**** Data for this exercise

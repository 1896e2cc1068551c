//! tubstore: inspect and maintain tub record stores
//!
//! Usage:
//!   tubstore ls    data/                          # list tubs and record counts
//!   tubstore check data/tub_3_24-05-01 --fix      # find (and delete) corrupt records
//!   tubstore tar   data/tub_3_24-05-01 out.tar.gz # export a tub
//!   tubstore group data/tub_0,data/tub_1          # summary of several tubs
//!   tubstore split data/tub_0,data/tub_1 --config tubstore.toml

use std::path::PathBuf;

use anyhow::Context;
use clap::{Parser, Subcommand};
use tracing::{error, info};
use tracing_subscriber::EnvFilter;

use tubstore::config::Config;
use tubstore::storage::archive::TarOptions;
use tubstore::{Tub, TubGroup, TubHandler};

#[derive(Parser)]
#[command(name = "tubstore", about = "Tub record store maintenance", version)]
struct Cli {
    #[command(subcommand)]
    command: Command,
}

#[derive(Subcommand)]
enum Command {
    /// List the tubs under a root directory.
    Ls {
        /// Directory holding tub_<n>_<date> directories.
        root: PathBuf,
    },
    /// Load every record of a tub and report the ones that fail.
    Check {
        tub: PathBuf,
        /// Delete corrupt records.
        #[arg(long)]
        fix: bool,
    },
    /// Write a gzip tar of a tub's metadata and records.
    Tar {
        tub: PathBuf,
        output: PathBuf,
        /// Also bundle image files.
        #[arg(long)]
        include_images: bool,
    },
    /// Summarise a comma-separated list of tubs.
    Group {
        tubs: String,
    },
    /// Show the train/validation split of a comma-separated list of tubs.
    Split {
        tubs: String,
        /// Path to the TOML configuration file.
        #[arg(short, long)]
        config: Option<PathBuf>,
    },
}

fn main() {
    tracing_subscriber::fmt()
        .with_env_filter(
            EnvFilter::try_from_default_env().unwrap_or_else(|_| EnvFilter::new("info")),
        )
        .init();

    let cli = Cli::parse();

    let result = match cli.command {
        Command::Ls { root } => run_ls(root),
        Command::Check { tub, fix } => run_check(tub, fix),
        Command::Tar { tub, output, include_images } => run_tar(tub, output, include_images),
        Command::Group { tubs } => run_group(&tubs),
        Command::Split { tubs, config } => run_split(&tubs, config),
    };

    if let Err(e) = result {
        error!(error = %format!("{e:#}"), "Command failed");
        std::process::exit(1);
    }
}

fn run_ls(root: PathBuf) -> anyhow::Result<()> {
    let handler = TubHandler::new(&root)?;
    let tubs = handler.get_tub_list()?;
    println!("=== Tubs in {} ===", root.display());
    for path in &tubs {
        let tub = Tub::open(path).with_context(|| format!("open {}", path.display()))?;
        println!(
            "  {:<32} records: {:>7}  next ix: {}",
            path.file_name().map(|n| n.to_string_lossy()).unwrap_or_default(),
            tub.get_num_records(),
            tub.current_ix()
        );
    }
    println!("Next tub number: {}", handler.next_tub_number()?);
    Ok(())
}

fn run_check(path: PathBuf, fix: bool) -> anyhow::Result<()> {
    let mut tub = Tub::open(&path).with_context(|| format!("open {}", path.display()))?;
    let report = tub.check(fix)?;
    println!("Scanned : {}", report.scanned);
    println!("Corrupt : {}", report.corrupt.len());
    for ix in &report.corrupt {
        println!("  record {ix}{}", if fix { " (deleted)" } else { "" });
    }
    println!("Readable: {}", report.readable());
    Ok(())
}

fn run_tar(path: PathBuf, output: PathBuf, include_images: bool) -> anyhow::Result<()> {
    let tub = Tub::open(&path).with_context(|| format!("open {}", path.display()))?;
    let options = TarOptions { include_images, ..Default::default() };
    let entries = tub
        .tar_records_with(&output, &options)
        .with_context(|| format!("write {}", output.display()))?;
    info!(entries, output = ?output, "Tub archived");
    Ok(())
}

fn run_group(list: &str) -> anyhow::Result<()> {
    let group = TubGroup::from_list(list)?;
    println!("Tubs    : {}", group.get_num_tubs());
    println!("Records : {}", group.get_num_records());
    println!("Fields  :");
    for (input, type_name) in group.schema().fields() {
        println!("  {input} ({type_name})");
    }
    Ok(())
}

fn run_split(list: &str, config_path: Option<PathBuf>) -> anyhow::Result<()> {
    let config = match config_path {
        Some(path) => Config::from_file(&path)?,
        None => Config::default(),
    };
    let group = TubGroup::from_list(list)?;
    let inputs: Vec<&str> = group.inputs().iter().map(String::as_str).collect();
    let (train, val) = group.get_train_val_gen(&inputs, &[], &config.training)?;
    println!("Batch size : {}", config.training.batch_size);
    println!("Train frac : {}", config.training.train_frac);
    println!("Seed       : {}", config.training.seed);
    println!("Train      : {} records", train.num_records());
    println!("Validation : {} records", val.num_records());
    Ok(())
}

********

[Try it]: Return, from the data, each line where the string "anyhow" occurs.

[Written response]:
use anyhow::Context;
fn run_ls(root: PathBuf) -> anyhow::Result<()> {
fn run_check(path: PathBuf, fix: bool) -> anyhow::Result<()> {
fn run_tar(path: PathBuf, output: PathBuf, include_images: bool) -> anyhow::Result<()> {
fn run_group(list: &str) -> anyhow::Result<()> {
fn run_split(list: &str, config_path: Option<PathBuf>) -> anyhow::Result<()> {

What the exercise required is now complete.